Q1: Is GPS only valid below GEO orbits?

A1: For the most part yes, because GPS satellites transmission are pointed at earth. (Minor Technical correction: GPS satellites are not in fact in Geosynchronous orbits. They are in MEO orbits which are only half way to GEO by altitude)

However the GPS transmitter use fairly wide beams which can be heard from the other side of the planet on their side lobes (see image). These transmissions can be and have been used for localization on spacecraft above the GPS constellation (This is sometimes called the "inside out solution"). The GPS position calculation has to be changed from my understanding, but otherwise works fine and actually has pretty good accuracy (10s of meters). Go here to read the nitty gritty details of how this works.

enter image description here

Q2: What are alternative to GPS based navigation above GEO.

A2: For near earth operation the GPS solution above still works, however signal strength loss will kill that option after a certain distance away from earth.

For free space operations generally spacecraft use rate-range and angles to do navigation. You can read about ESA's range-rate navigation here.

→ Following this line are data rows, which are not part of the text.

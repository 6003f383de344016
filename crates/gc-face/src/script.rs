// SPDX-License-Identifier: MIT
//
// Config scripts: a file of commands applied one line at a time.

use std::fmt;

use tracing::{debug, info};

use crate::config::ClockConfig;
use crate::settings::{Outcome, execute};

/// A line of a script that could not be applied.
#[derive(Debug, Clone, PartialEq, Eq)]
pub struct Diagnostic {
    /// Where the script came from, usually its path.
    pub origin: String,
    /// 1-based line number.
    pub line: usize,
    pub message: String,
}

impl fmt::Display for Diagnostic {
    fn fmt(&self, f: &mut fmt::Formatter<'_>) -> fmt::Result {
        write!(f, "{}:{}: {}", self.origin, self.line, self.message)
    }
}

/// Apply every command in `source` to `cfg`.
///
/// Lines are trimmed; empty lines and `#` comments are skipped. A failing
/// line is reported and the rest of the script still runs. Read-back and
/// quit commands have no effect in a script.
pub fn apply(cfg: &mut ClockConfig, source: &str, origin: &str) -> Vec<Diagnostic> {
    let mut diagnostics = Vec::new();

    for (index, raw) in source.lines().enumerate() {
        let line = raw.trim();
        if line.is_empty() || line.starts_with('#') {
            continue;
        }
        match execute(cfg, line) {
            Outcome::Nothing => {}
            Outcome::Reply(_) | Outcome::Quit => {
                debug!(origin, line = index + 1, command = line, "ignored in script");
            }
            Outcome::Failed(e) => diagnostics.push(Diagnostic {
                origin: origin.to_owned(),
                line: index + 1,
                message: e.to_string(),
            }),
        }
    }

    info!(origin, errors = diagnostics.len(), "config script applied");
    diagnostics
}

// ─── Tests ───────────────────────────────────────────────────────────────────

#[cfg(test)]
mod tests {
    use super::*;
    use pretty_assertions::assert_eq;

    #[test]
    fn applies_commands_and_skips_comments() {
        let mut cfg = ClockConfig::default();
        let source = "\
# clock setup
  block 3 2

mode icon
   # indented comment
set seconds off
";
        let diags = apply(&mut cfg, source, "config");
        assert!(diags.is_empty());
        assert_eq!((cfg.layout.block_width, cfg.layout.block_height), (3, 2));
        assert_eq!(cfg.face.mode, crate::config::DisplayMode::Icon);
        assert!(!cfg.face.seconds);
    }

    #[test]
    fn failures_carry_origin_and_line() {
        let mut cfg = ClockConfig::default();
        let source = "block 2 1\nblok 1\nratio 0 1\nmode binary\n";
        let diags = apply(&mut cfg, source, "/home/me/.glyphclock/config");
        let shown: Vec<String> = diags.iter().map(ToString::to_string).collect();
        assert_eq!(
            shown,
            vec![
                "/home/me/.glyphclock/config:2: unknown command 'blok 1'",
                "/home/me/.glyphclock/config:3: ratio must be greater than 0",
            ]
        );
        assert_eq!(cfg.face.mode, crate::config::DisplayMode::Binary);
    }

    #[test]
    fn quit_and_reads_are_ignored() {
        let mut cfg = ClockConfig::default();
        let diags = apply(&mut cfg, "q\nblock\n", "inline");
        assert!(diags.is_empty());
        assert_eq!(cfg, ClockConfig::default());
    }
}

Range rate navigation can be slow since you have to 1) send a signal to the spacecraft and wait for it to return to get the time of flight. 2) Calculate the position from this and the rate (velocity) based on the measured Doppler shift and finally 3) send this position back to the spacecraft. This method works fine for anything where the dynamics happen over the course of hours (basically any orbit). It breaks down when you try to land on another extraterrestrial body like the moon or Mars.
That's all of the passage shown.